Directions for this task
Search the records below for "feature"; copy each line that has it.

----- Records shown

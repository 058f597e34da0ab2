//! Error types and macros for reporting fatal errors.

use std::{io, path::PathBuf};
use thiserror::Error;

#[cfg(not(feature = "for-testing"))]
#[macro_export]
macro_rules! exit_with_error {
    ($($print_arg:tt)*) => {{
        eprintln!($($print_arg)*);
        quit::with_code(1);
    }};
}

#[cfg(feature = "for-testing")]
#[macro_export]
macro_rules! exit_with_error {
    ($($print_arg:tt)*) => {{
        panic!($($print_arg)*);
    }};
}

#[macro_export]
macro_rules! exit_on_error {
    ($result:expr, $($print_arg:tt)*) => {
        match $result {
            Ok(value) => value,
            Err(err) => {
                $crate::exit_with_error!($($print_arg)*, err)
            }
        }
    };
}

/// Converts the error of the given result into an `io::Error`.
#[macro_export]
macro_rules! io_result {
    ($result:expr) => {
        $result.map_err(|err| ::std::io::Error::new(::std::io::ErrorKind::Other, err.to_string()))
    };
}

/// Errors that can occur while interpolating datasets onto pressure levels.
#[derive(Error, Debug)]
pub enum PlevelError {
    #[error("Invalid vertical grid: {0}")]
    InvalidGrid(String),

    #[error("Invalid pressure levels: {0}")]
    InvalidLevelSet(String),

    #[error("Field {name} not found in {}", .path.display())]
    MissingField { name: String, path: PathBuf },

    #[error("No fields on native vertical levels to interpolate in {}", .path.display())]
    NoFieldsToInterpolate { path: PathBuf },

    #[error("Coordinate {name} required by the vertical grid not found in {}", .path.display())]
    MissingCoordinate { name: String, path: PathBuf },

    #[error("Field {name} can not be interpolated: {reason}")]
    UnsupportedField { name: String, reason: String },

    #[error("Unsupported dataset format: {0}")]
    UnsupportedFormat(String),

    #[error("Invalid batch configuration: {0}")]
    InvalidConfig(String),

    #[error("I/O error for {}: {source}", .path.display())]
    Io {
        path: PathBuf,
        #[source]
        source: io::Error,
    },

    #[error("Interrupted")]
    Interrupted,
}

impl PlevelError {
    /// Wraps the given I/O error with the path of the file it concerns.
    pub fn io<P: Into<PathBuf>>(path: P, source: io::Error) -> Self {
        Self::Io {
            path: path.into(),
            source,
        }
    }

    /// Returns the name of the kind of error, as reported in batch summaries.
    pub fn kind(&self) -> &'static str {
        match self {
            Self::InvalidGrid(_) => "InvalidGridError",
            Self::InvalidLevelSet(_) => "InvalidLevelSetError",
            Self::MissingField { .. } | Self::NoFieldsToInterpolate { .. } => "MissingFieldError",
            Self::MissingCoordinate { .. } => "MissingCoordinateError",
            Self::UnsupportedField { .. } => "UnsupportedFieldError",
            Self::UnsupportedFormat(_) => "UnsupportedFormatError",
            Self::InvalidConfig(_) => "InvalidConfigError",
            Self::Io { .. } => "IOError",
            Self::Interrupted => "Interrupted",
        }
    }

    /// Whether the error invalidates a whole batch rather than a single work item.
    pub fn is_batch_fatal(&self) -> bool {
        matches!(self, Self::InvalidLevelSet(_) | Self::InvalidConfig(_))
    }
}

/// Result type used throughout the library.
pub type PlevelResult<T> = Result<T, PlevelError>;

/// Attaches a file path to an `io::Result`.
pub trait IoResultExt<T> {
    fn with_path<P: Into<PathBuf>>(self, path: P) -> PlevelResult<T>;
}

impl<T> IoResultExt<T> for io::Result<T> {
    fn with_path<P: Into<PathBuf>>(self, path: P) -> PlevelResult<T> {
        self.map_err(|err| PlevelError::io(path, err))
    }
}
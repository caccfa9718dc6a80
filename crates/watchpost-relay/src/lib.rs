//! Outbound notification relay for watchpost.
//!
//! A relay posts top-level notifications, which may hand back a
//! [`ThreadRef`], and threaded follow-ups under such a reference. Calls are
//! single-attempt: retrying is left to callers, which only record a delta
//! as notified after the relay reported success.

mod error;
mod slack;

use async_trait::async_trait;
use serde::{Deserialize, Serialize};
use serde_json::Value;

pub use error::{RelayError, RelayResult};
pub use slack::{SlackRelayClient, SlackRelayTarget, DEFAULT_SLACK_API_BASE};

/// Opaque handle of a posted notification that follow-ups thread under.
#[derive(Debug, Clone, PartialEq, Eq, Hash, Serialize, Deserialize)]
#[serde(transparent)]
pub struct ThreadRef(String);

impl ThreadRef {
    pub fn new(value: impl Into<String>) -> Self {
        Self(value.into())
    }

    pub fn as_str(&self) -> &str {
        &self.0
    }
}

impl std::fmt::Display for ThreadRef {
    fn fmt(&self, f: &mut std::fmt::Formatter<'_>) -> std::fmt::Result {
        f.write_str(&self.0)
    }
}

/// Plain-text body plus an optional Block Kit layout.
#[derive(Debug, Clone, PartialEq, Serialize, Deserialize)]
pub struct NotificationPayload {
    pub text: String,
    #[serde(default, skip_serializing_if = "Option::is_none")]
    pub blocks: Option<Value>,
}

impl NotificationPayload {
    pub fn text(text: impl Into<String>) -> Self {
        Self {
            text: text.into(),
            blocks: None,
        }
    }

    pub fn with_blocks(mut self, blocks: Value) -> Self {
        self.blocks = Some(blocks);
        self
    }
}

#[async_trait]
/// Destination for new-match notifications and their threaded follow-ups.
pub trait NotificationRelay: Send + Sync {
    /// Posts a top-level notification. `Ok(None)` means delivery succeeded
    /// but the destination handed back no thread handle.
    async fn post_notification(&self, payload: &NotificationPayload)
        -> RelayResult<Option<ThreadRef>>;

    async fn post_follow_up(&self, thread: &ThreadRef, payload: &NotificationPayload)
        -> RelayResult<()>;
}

----------

Solution
#[cfg(not(feature = "for-testing"))]
#[cfg(feature = "for-testing")]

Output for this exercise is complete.